A look ahead confirmed the odd nature of this stop (below). The lava flow had turned into an intricate labyrinth of deep holes and channels. Even if you barely know anything about lava flows, it is clear that lava doesn't do this sort of thing. This lava has clearly been scoured by a pretty large river, the deep rounded pits being potholes formed by swirling masses of pebbles and gravel. The name of our stop, Fossil Falls, more or less supports the contention that a river once flowed here.

But this is a desert. No rivers are found nearby, and the few streams that flow off the nearby slopes of the Sierra Nevada sink quickly into the gravel-rich alluvial fans long before reaching this site. Could the channel be the result of flash floods? It doesn't seem likely, because the channel upstream has not been cleansed of the easily eroded silt and sand for a very long time. The growth of brush in the old channel suggests stability.

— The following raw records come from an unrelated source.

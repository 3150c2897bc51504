//! Tile extraction command
//!
//! Runs the tiling tool over the merged configuration and prints either a
//! summary or the full JSON report.

use clap::ArgMatches;
use log::info;

use crate::api::Retile;
use crate::commands::args::config_from_args;
use crate::commands::command_traits::Command;
use crate::config::TilingConfig;
use crate::errors::{ErrorCode, RetileError, RetileResult};
use crate::result::ToolResult;
use crate::utils::progress::ProgressTracker;

/// Command for extracting tiles
pub struct TileCommand {
    /// Effective run configuration
    config: TilingConfig,
    /// Print the report as JSON instead of a summary
    json: bool,
}

impl TileCommand {
    /// Create a new tile command
    ///
    /// # Arguments
    /// * `args` - CLI argument matches from clap
    ///
    /// # Returns
    /// A new TileCommand instance or an error
    pub fn new(args: &ArgMatches) -> RetileResult<Self> {
        let config = config_from_args(args)?;
        let json = args.get_flag("json");

        Ok(TileCommand { config, json })
    }

    fn print_summary(&self, result: &ToolResult) {
        println!("{}", result.message);

        if self.config.dry_run {
            println!("Dry run; planned tiles:");
            for path in &result.output_files {
                println!("  {}", path.display());
            }
        } else if self.config.verbose {
            for path in &result.output_files {
                println!("  {}", path.display());
            }
        }

        if let Some(failures) = result.metadata.get("tile_failures").and_then(|v| v.as_array()) {
            for failure in failures {
                let reason = failure
                    .get("reason")
                    .and_then(|r| r.as_str())
                    .unwrap_or("crop area outside the image");
                println!("  tile {} at ({}, {}): {}", failure["index"], failure["x"], failure["y"], reason);
            }
        }

        if let Some(errors) = result.metadata.get("validation_errors").and_then(|v| v.as_array()) {
            for error in errors {
                println!("  {}: {}", error["field"].as_str().unwrap_or(""), error["message"].as_str().unwrap_or(""));
            }
        }
    }
}

impl Command for TileCommand {
    fn execute(&self) -> RetileResult<()> {
        info!(
            "Tiling {} ({} coordinates)",
            self.config.input_path.display(),
            self.config.coordinates.len()
        );

        let retile = Retile::new();
        let result = if self.json {
            retile.tile(&self.config)
        } else {
            let tracker = ProgressTracker::new(self.config.coordinates.len() as u64, "Extracting tiles");
            let result = retile.tile_with_progress(&self.config, &tracker);
            tracker.finish();
            result
        };

        if self.json {
            println!("{}", result.to_json_pretty()?);
        } else {
            self.print_summary(&result);
        }

        if result.success {
            Ok(())
        } else {
            let code = result
                .error_code
                .as_deref()
                .and_then(ErrorCode::parse)
                .unwrap_or(ErrorCode::ProcessingError);
            Err(RetileError::Processing {
                code,
                message: result.message,
            })
        }
    }
}
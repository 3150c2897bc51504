//! The `retile` command line: argument definitions, config layering and
//! the tile, plan and list-tools commands.

pub mod command_traits;
pub mod args;
pub mod cli;
pub mod tile_command;
pub mod plan_command;
pub mod list_tools_command;

pub use command_traits::{Command, CommandFactory};
pub use cli::build_cli;
pub use tile_command::TileCommand;
pub use plan_command::PlanCommand;
pub use list_tools_command::ListToolsCommand;

use clap::ArgMatches;
use crate::errors::RetileResult;

/// Factory for creating command instances based on CLI arguments
///
/// This factory examines the command-line arguments and creates
/// the appropriate command instance for execution.
pub struct RetileCommandFactory;

impl RetileCommandFactory {
    /// Create a new factory instance
    pub fn new() -> Self {
        RetileCommandFactory
    }
}

impl Default for RetileCommandFactory {
    fn default() -> Self {
        Self::new()
    }
}

impl CommandFactory for RetileCommandFactory {
    fn create_command(&self, args: &ArgMatches) -> RetileResult<Box<dyn Command>> {
        if args.get_flag("list-tools") {
            Ok(Box::new(ListToolsCommand::new(args)?))
        } else if args.get_flag("plan") {
            Ok(Box::new(PlanCommand::new(args)?))
        } else {
            // Default to tile extraction
            Ok(Box::new(TileCommand::new(args)?))
        }
    }
}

There is a story here...until the 1920s, a large natural lake existed just north of Fossil Falls. It was called Owens Lake, and it was the natural sump for most of the streams and small rivers flowing off the eastern flank of the Sierra Nevada. Although the lake covered an area 8 miles by 12 miles, it was usually no more than 30 feet deep, and in the intense desert heat the water left only by evaporating. There could be no outlet unless the water reached a depth of 200 feet or so. If it spilled over the water would be directed downstream right towards Fossil Falls. The lake is mostly dry today because Los Angeles has diverted the water than once flowed into the basin.

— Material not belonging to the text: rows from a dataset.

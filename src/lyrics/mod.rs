//! Lyric text and the collections it comes from.
//!
//! A [`Lyric`] is always bounded: construction truncates the raw text to a
//! character limit, so anything holding one can rely on its length.

use std::fmt;
use std::path::Path;

use serde::Serialize;

use crate::constants::lyrics::MAX_CHARS;
use crate::error::{Error, Result};

/// The authored collection compiled into the binary, in authored order.
const BUILTIN: &[&str] = &[
    "Cash rules everything around me, C.R.E.A.M., get the money, dollar dollar bill, y'all",
    "I bomb atomically, Socrates' philosophies and hypotheses can't define how I be droppin' these",
];

/// A single quoted lyric, truncated to a character limit.
#[derive(Debug, Clone, PartialEq, Eq, Serialize)]
#[serde(transparent)]
pub struct Lyric(String);

impl Lyric {
    /// Create a lyric, keeping at most `max_chars` characters of `raw`.
    ///
    /// Limits above [`MAX_CHARS`] are capped to it.
    pub fn new(raw: &str, max_chars: usize) -> Self {
        Self(truncate(raw, max_chars.min(MAX_CHARS)))
    }

    /// Get the lyric text.
    pub fn as_str(&self) -> &str {
        &self.0
    }

    /// Length in characters (Unicode scalar values).
    pub fn char_len(&self) -> usize {
        self.0.chars().count()
    }
}

impl fmt::Display for Lyric {
    fn fmt(&self, f: &mut fmt::Formatter<'_>) -> fmt::Result {
        f.write_str(&self.0)
    }
}

impl AsRef<str> for Lyric {
    fn as_ref(&self) -> &str {
        &self.0
    }
}

/// Keep the first `max_chars` characters of `text`.
///
/// Counts Unicode scalar values, so a multi-byte character is either kept
/// whole or dropped whole.
pub fn truncate(text: &str, max_chars: usize) -> String {
    match text.char_indices().nth(max_chars) {
        Some((cut, _)) => text[..cut].to_string(),
        None => text.to_string(),
    }
}

/// The built-in lyric collection.
pub const fn builtin() -> &'static [&'static str] {
    BUILTIN
}

/// Read a lyric list from a plain-text file, one lyric per line.
///
/// Blank lines are skipped and trailing whitespace is dropped.
pub fn load_source(path: &Path) -> Result<Vec<String>> {
    let content =
        fs_err::read_to_string(path).map_err(|e| Error::io(e, path.to_path_buf()))?;

    let lyrics: Vec<String> = content
        .lines()
        .map(str::trim_end)
        .filter(|line| !line.trim().is_empty())
        .map(String::from)
        .collect();

    tracing::info!("Loaded {} lyrics from {}", lyrics.len(), path.display());
    Ok(lyrics)
}
//! Application constants.
//!
//! Centralizes the fixed values the export depends on.

/// Lyric constraints.
pub mod lyrics {
    /// Maximum number of characters kept from each lyric.
    pub const MAX_CHARS: usize = 125;
}

/// Output document constants.
pub mod output {
    /// Name of the single key in the exported document.
    pub const DOCUMENT_KEY: &str = "lyrics";

    /// File name written inside the output directory.
    pub const FILENAME: &str = "hot_fire_like_dylan.json";

    /// Default output directory, relative to the working directory.
    pub const DEFAULT_DIR: &str = "../bin";

    /// Indentation used when rendering JSON.
    pub const JSON_INDENT: &[u8] = b"    ";
}

/// Environment variable names read by [`crate::config::Config::load`].
pub mod env {
    /// Overrides the output directory.
    pub const OUTPUT_DIR: &str = "HOT_FIRE_OUTPUT_DIR";

    /// Overrides the truncation limit.
    pub const MAX_CHARS: &str = "HOT_FIRE_MAX_CHARS";

    /// Disables the console echo when set to a false-like value.
    pub const ECHO: &str = "HOT_FIRE_ECHO";

    /// Path to a plain-text lyric list used instead of the built-in one.
    pub const SOURCE: &str = "HOT_FIRE_SOURCE";
}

Where did all the water come from? Clearly at some time in the past the climate was cooler and wetter than it is today. The glacial ice ages that affected the region during the last two million years provide a reasonable explanation. Glacial meltwater flowed through Mono Lake and the Owens River, filling up Owens Lake which in turn spilled over into other lake basins farther to the south. These bodies of water are called pluvial lakes.
The potholes are still active today, but in a different way. The rare precipitation events will occasionally leave water standing for weeks in some of them. The silt in the bottom contains the desiccated eggs of small delicate fairy shrimp. When they get wet, the shrimp hatch and grow quickly to maturity in a race to produce eggs before the pothole is dry again. I found a few of them warming up in a small pool that still contained water despite the dry year.
Still, seeing the ghosts of long gone and forgotten rivers is sort of sad. There is no crashing of water cascades, just the quiet breezes (or gales, if a storm is blowing through).  But there was a previous trip...2005 was a very wet year, and we were following on the heels of a major storm. When we reached the falls, I heard something I had never heard before. Water flowing in the ancient gorge! There was no mistaking these chocolate colored trickles with the big ice age rivers, but it was impressive to see anyway.
This is the joy of teaching geology! From small inconsistencies in a landscape come grand stories of climate change, glaciers, vast freshwater lakes, and fertile ground for the curiosity and imagination of our students.
paleomagnetism in rocks that provided unexpected proof of plate tectonics. James Hutton staring at a Roman fortification in Scotland that led to the recognition of geologic time. Nicolas Steno studying "devils tongues" and discovering the biologic origin of fossils.  Geology isn't just an academic discipline; it is an adventure pretty much like no other.

Fossil Falls can be found a few miles south of the Coso Junction Rest Area on Highway 395. Turn east on Cinder Road (just south of Red Hill, the prominent cinder cone next to the highway), and follow the signs on the gravel road about a mile to the recently improved parking area and trailhead (vault toilet and picnic tables available, and a small primitive campsite).